Discord enforces a simple rule: you can only act on members whose highest role is below yours — and the same applies to the bot. A bot can't kick the server owner or anyone with a role above its own, no matter what permissions it has. Check it with comparePositionTo, which returns a positive number when the first role is higher:

const target = interaction.options.getMember('target');
const me = interaction.guild.members.me;

// Bot must outrank the target:
if (me.roles.highest.comparePositionTo(target.roles.highest) <= 0) {
  return interaction.reply({ content: "That member is above me in the role list — I can't act on them.", ephemeral: true });
}
// The user running it should outrank the target too:
if (interaction.member.roles.highest.comparePositionTo(target.roles.highest) <= 0) {
  return interaction.reply({ content: "You can't moderate someone with a role equal to or above yours.", ephemeral: true });
}

await target.kick('Requested via /kick');
await interaction.reply(`Kicked ${target.user.tag}.`);

Put together, that's the check-before-acting pattern in full: verify the user, verify the bot, verify the hierarchy, then act.

The discord.py equivalents

Every piece has a direct counterpart.

Gate the command with @app_commands.default_permissions, and let the library check the user for you with @app_commands.checks.has_permissions:

from discord import app_commands

@app_commands.command(name="kick", description="Kick a member")
@app_commands.default_permissions(kick_members=True)
@app_commands.checks.has_permissions(kick_members=True)
async def kick(interaction: discord.Interaction, target: discord.Member):
    ...

If the user lacks the permission, discord.py raises MissingPermissions, which your error handler (see Crash-proof your bot) can answer cleanly. To check by hand instead, read interaction.user.guild_permissions.kick_members.

Check the bot with interaction.guild.me.guild_permissions, and the hierarchy by comparing roles directly — discord.py lets you use > on roles:

me = interaction.guild.me
if not me.guild_permissions.kick_members:
    return await interaction.response.send_message("I don't have Kick Members.", ephemeral=True)
if me.top_role <= target.top_role:
    return await interaction.response.send_message("That member is above me.", ephemeral=True)
if interaction.user.top_role <= target.top_role:
    return await interaction.response.send_message("They outrank you.", ephemeral=True)

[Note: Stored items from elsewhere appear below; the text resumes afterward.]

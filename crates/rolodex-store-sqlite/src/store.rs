//! [`SqliteStore`]: the SQLite implementation of [`PersonStore`].

use std::{collections::HashSet, path::Path};

use chrono::Utc;
use rolodex_core::{
  person::{ContactSummary, NewPerson, PageWindow, Person, PersonPage, PersonUpdate},
  store::PersonStore,
};
use rusqlite::{ErrorCode, OptionalExtension as _, ffi, types::Value};
use uuid::Uuid;

use crate::{
  Error, Result,
  encode::{
    PERSON_COLUMNS, RawContact, RawPerson, decode_dt, encode_date, encode_dt, encode_gender,
    encode_uuid,
  },
  schema::{NO_SELF_CONTACT, SCHEMA},
};

// ─── Store ───────────────────────────────────────────────────────────────────

/// A Rolodex person store backed by a single SQLite file.
///
/// Cloning is cheap; the inner connection is reference-counted.
#[derive(Clone)]
pub struct SqliteStore {
  pub(crate) conn: tokio_rusqlite::Connection,
}

impl SqliteStore {
  /// Open (or create) a store at `path` and run schema initialisation.
  pub async fn open(path: impl AsRef<Path>) -> Result<Self> {
    let conn = tokio_rusqlite::Connection::open(path).await?;
    let store = Self { conn };
    store.init_schema().await?;
    Ok(store)
  }

  /// Open an in-memory store, for tests.
  pub async fn open_in_memory() -> Result<Self> {
    let conn = tokio_rusqlite::Connection::open_in_memory().await?;
    let store = Self { conn };
    store.init_schema().await?;
    Ok(store)
  }

  async fn init_schema(&self) -> Result<()> {
    self
      .conn
      .call(|conn| {
        conn.execute_batch(SCHEMA)?;
        Ok(())
      })
      .await?;
    Ok(())
  }
}

// ─── PersonStore impl ────────────────────────────────────────────────────────

impl PersonStore for SqliteStore {
  type Error = Error;

  async fn create_person(&self, input: NewPerson) -> Result<Person> {
    let id = Uuid::new_v4();
    let now = encode_dt(Utc::now());

    self
      .conn
      .call(move |conn| Ok(create_in_tx(conn, id, now, input)))
      .await?
  }

  async fn get_person(&self, id: Uuid) -> Result<Option<Person>> {
    let id_str = encode_uuid(id);

    self
      .conn
      .call(move |conn| Ok(fetch_person(conn, &id_str)))
      .await?
  }

  async fn update_person(&self, id: Uuid, update: PersonUpdate) -> Result<Option<Person>> {
    self
      .conn
      .call(move |conn| Ok(update_in_tx(conn, id, update)))
      .await?
  }

  async fn delete_person(&self, id: Uuid) -> Result<bool> {
    let id_str = encode_uuid(id);

    // Links on either side go with the row via ON DELETE CASCADE.
    let removed = self
      .conn
      .call(move |conn| {
        Ok(conn.execute("DELETE FROM persons WHERE id = ?1", rusqlite::params![id_str])?)
      })
      .await?;

    Ok(removed > 0)
  }

  async fn list_people(&self, window: PageWindow) -> Result<PersonPage> {
    self
      .conn
      .call(move |conn| Ok(list_in_tx(conn, window)))
      .await?
  }
}

// ─── Transaction bodies ──────────────────────────────────────────────────────
//
// These run on the connection thread. A `Transaction` rolls back when dropped
// without `commit`, so every early `return Err(..)` leaves storage untouched.

fn create_in_tx(
  conn: &mut rusqlite::Connection,
  id: Uuid,
  now: i64,
  input: NewPerson,
) -> Result<Person> {
  let tx = conn.transaction()?;
  let id_str = encode_uuid(id);
  let contacts = dedup(input.contacts);

  // Cheap, precise referential error; the foreign keys remain the backstop.
  let missing = missing_ids(&tx, &contacts)?;
  if !missing.is_empty() {
    return Err(Error::UnknownContacts(missing));
  }

  tx.execute(
    "INSERT INTO persons (
       id, name, surname, gender, birthday, phone, email, created_at, modified_at
     ) VALUES (?1, ?2, ?3, ?4, ?5, ?6, ?7, ?8, ?8)",
    rusqlite::params![
      id_str,
      input.name,
      input.surname,
      input.gender.map(encode_gender),
      input.birthday.map(encode_date),
      input.phone,
      input.email,
      now,
    ],
  )
  .map_err(|e| row_write_error(e, &input.email))?;

  insert_links(&tx, id, &contacts)?;

  let person = fetch_person(&tx, &id_str)?
    .ok_or_else(|| Error::Decode(format!("inserted person {id} not readable")))?;
  tx.commit()?;
  Ok(person)
}

fn update_in_tx(
  conn: &mut rusqlite::Connection,
  id: Uuid,
  update: PersonUpdate,
) -> Result<Option<Person>> {
  let tx = conn.transaction()?;
  let id_str = encode_uuid(id);

  if !person_exists(&tx, &id_str)? {
    return Ok(None);
  }

  let changes_scalars = update.changes_scalars();
  if changes_scalars {
    let (sql, values) = scalar_update(&update, &id_str);
    let email = update.email.as_deref().unwrap_or_default();
    tx.execute(&sql, rusqlite::params_from_iter(values))
      .map_err(|e| row_write_error(e, email))?;
  }

  if let Some(contacts) = update.contacts {
    let contacts = dedup(contacts);
    if contacts.contains(&id) {
      return Err(Error::SelfContact(id));
    }

    tx.execute(
      "DELETE FROM contact_links WHERE person_id = ?1",
      rusqlite::params![id_str],
    )?;
    let missing = missing_ids(&tx, &contacts)?;
    if !missing.is_empty() {
      return Err(Error::UnknownContacts(missing));
    }
    insert_links(&tx, id, &contacts)?;

    // The contact set is part of the aggregate; make the trigger bump
    // modified_at even when no column changed.
    if !changes_scalars {
      tx.execute(
        "UPDATE persons SET modified_at = modified_at WHERE id = ?1",
        rusqlite::params![id_str],
      )?;
    }
  }

  let person = fetch_person(&tx, &id_str)?;
  tx.commit()?;
  Ok(person)
}

fn list_in_tx(conn: &mut rusqlite::Connection, window: PageWindow) -> Result<PersonPage> {
  // One snapshot for the totals and the page so the ETag describes the rows
  // actually returned.
  let tx = conn.transaction()?;

  let (total, max_modified): (i64, Option<i64>) = tx.query_row(
    "SELECT COUNT(*), MAX(modified_at) FROM persons",
    [],
    |row| Ok((row.get(0)?, row.get(1)?)),
  )?;

  let raws: Vec<RawPerson> = {
    let mut stmt = tx.prepare(&format!(
      "SELECT {PERSON_COLUMNS} FROM persons ORDER BY email ASC LIMIT ?1 OFFSET ?2"
    ))?;
    stmt
      .query_map(
        rusqlite::params![
          i64::from(window.limit),
          i64::try_from(window.offset).unwrap_or(i64::MAX),
        ],
        RawPerson::from_row,
      )?
      .collect::<rusqlite::Result<Vec<_>>>()?
  };

  let mut items = Vec::with_capacity(raws.len());
  for raw in raws {
    let contacts = fetch_contacts(&tx, &raw.id)?;
    items.push(raw.into_person(contacts)?);
  }

  tx.commit()?;

  Ok(PersonPage {
    window,
    total: u64::try_from(total).unwrap_or_default(),
    max_modified_at: max_modified.map(decode_dt).transpose()?,
    items,
  })
}

// ─── Statement helpers ───────────────────────────────────────────────────────

fn person_exists(conn: &rusqlite::Connection, id_str: &str) -> Result<bool> {
  let mut stmt = conn.prepare_cached("SELECT 1 FROM persons WHERE id = ?1")?;
  Ok(stmt.exists(rusqlite::params![id_str])?)
}

fn fetch_person(conn: &rusqlite::Connection, id_str: &str) -> Result<Option<Person>> {
  let raw = conn
    .query_row(
      &format!("SELECT {PERSON_COLUMNS} FROM persons WHERE id = ?1"),
      rusqlite::params![id_str],
      RawPerson::from_row,
    )
    .optional()?;

  match raw {
    Some(raw) => {
      let contacts = fetch_contacts(conn, id_str)?;
      Ok(Some(raw.into_person(contacts)?))
    }
    None => Ok(None),
  }
}

/// Resolve a person's outgoing links against the current contact rows.
fn fetch_contacts(conn: &rusqlite::Connection, id_str: &str) -> Result<Vec<ContactSummary>> {
  let mut stmt = conn.prepare_cached(
    "SELECT p.id, p.name, p.surname, p.email
       FROM contact_links l
       JOIN persons p ON p.id = l.contact_id
      WHERE l.person_id = ?1
      ORDER BY p.email ASC",
  )?;
  let raws = stmt
    .query_map(rusqlite::params![id_str], RawContact::from_row)?
    .collect::<rusqlite::Result<Vec<_>>>()?;

  raws.into_iter().map(RawContact::into_summary).collect()
}

/// The subset of `ids` with no matching person row, in input order.
fn missing_ids(conn: &rusqlite::Connection, ids: &[Uuid]) -> Result<Vec<Uuid>> {
  let mut missing = Vec::new();
  for id in ids {
    if !person_exists(conn, &encode_uuid(*id))? {
      missing.push(*id);
    }
  }
  Ok(missing)
}

fn insert_links(conn: &rusqlite::Connection, person_id: Uuid, contacts: &[Uuid]) -> Result<()> {
  let person_str = encode_uuid(person_id);
  let mut stmt = conn
    .prepare_cached("INSERT INTO contact_links (person_id, contact_id) VALUES (?1, ?2)")?;

  for contact in contacts {
    stmt
      .execute(rusqlite::params![person_str, encode_uuid(*contact)])
      .map_err(|e| match violation(&e) {
        Some(Violation::ForeignKey) => Error::UnknownContacts(vec![*contact]),
        Some(Violation::SelfContact) => Error::SelfContact(person_id),
        _ => Error::Sqlite(e),
      })?;
  }
  Ok(())
}

/// Build `UPDATE persons SET ... WHERE id = ?N` for the present fields only.
fn scalar_update(update: &PersonUpdate, id_str: &str) -> (String, Vec<Value>) {
  let text = |s: &str| Value::Text(s.to_owned());

  let mut columns: Vec<&'static str> = Vec::new();
  let mut values: Vec<Value> = Vec::new();
  let mut set = |column, value| {
    columns.push(column);
    values.push(value);
  };

  if let Some(name) = &update.name {
    set("name", text(name));
  }
  if let Some(surname) = &update.surname {
    set("surname", text(surname));
  }
  if let Some(gender) = update.gender {
    set("gender", gender.map(encode_gender).map_or(Value::Null, text));
  }
  if let Some(birthday) = update.birthday {
    set("birthday", birthday.map_or(Value::Null, |d| Value::Text(encode_date(d))));
  }
  if let Some(phone) = &update.phone {
    set("phone", phone.as_deref().map_or(Value::Null, text));
  }
  if let Some(email) = &update.email {
    set("email", text(email));
  }

  let assignments = columns
    .iter()
    .enumerate()
    .map(|(i, column)| format!("{column} = ?{}", i + 1))
    .collect::<Vec<_>>()
    .join(", ");
  let sql = format!("UPDATE persons SET {assignments} WHERE id = ?{}", columns.len() + 1);

  values.push(text(id_str));
  (sql, values)
}

fn dedup(ids: Vec<Uuid>) -> Vec<Uuid> {
  let mut seen = HashSet::new();
  ids.into_iter().filter(|id| seen.insert(*id)).collect()
}

// ─── Constraint classification ───────────────────────────────────────────────

enum Violation {
  Unique,
  ForeignKey,
  SelfContact,
  Check(String),
}

fn violation(err: &rusqlite::Error) -> Option<Violation> {
  let rusqlite::Error::SqliteFailure(failure, message) = err else {
    return None;
  };
  if failure.code != ErrorCode::ConstraintViolation {
    return None;
  }
  let message = message.clone().unwrap_or_default();
  match failure.extended_code {
    ffi::SQLITE_CONSTRAINT_UNIQUE => Some(Violation::Unique),
    ffi::SQLITE_CONSTRAINT_FOREIGNKEY => Some(Violation::ForeignKey),
    ffi::SQLITE_CONSTRAINT_CHECK if message.contains(NO_SELF_CONTACT) => {
      Some(Violation::SelfContact)
    }
    ffi::SQLITE_CONSTRAINT_CHECK | ffi::SQLITE_CONSTRAINT_NOTNULL => {
      Some(Violation::Check(message))
    }
    _ => None,
  }
}

/// Map a failed INSERT/UPDATE on `persons`.
fn row_write_error(err: rusqlite::Error, email: &str) -> Error {
  match violation(&err) {
    Some(Violation::Unique) => Error::EmailTaken(email.to_owned()),
    Some(Violation::Check(message)) => Error::Constraint(message),
    _ => Error::Sqlite(err),
  }
}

await target.kick(reason="Requested via /kick")
await interaction.response.send_message(f"Kicked {target}.")

A cheat sheet

Check discord.js discord.py
Gate command visibility .setDefaultMemberPermissions(...) @app_commands.default_permissions(...)
User has permission interaction.memberPermissions.has(...) interaction.user.guild_permissions.<perm>
Bot has permission interaction.appPermissions.has(...) interaction.guild.me.guild_permissions.<perm>
Bot outranks target me.roles.highest.comparePositionTo(t) > 0 me.top_role > target.top_role

🎯 Good to know: The Administrator permission is a master key — a member with it passes every permission check regardless of the specific flags. That includes the server owner, who always outranks everyone. Your hierarchy checks handle the owner case for free, since no role sits above them.

Troubleshooting

  • Missing Permissions error when the bot acts — you checked the user but not the bot, or not the hierarchy. Add the appPermissions and comparePositionTo guards above so the bot refuses gracefully instead of throwing.
  • The command is hidden even from adminssetDefaultMemberPermissions set to 0 hides it from everyone but admins; that's intended. Loosen the required permission, or have an admin adjust it under Server Settings → Integrations.
  • getMember returns null — the user isn't in the guild, or you need the Server Members intent for full member data; enable it on the Bot page only if your bot genuinely needs it (see Your first Discord bot).
  • Everyone can still run a "hidden" command — default permissions only affect visibility. Someone can't run what they can't see in the UI, but you must still check in code, because integrations settings and future changes can expose it.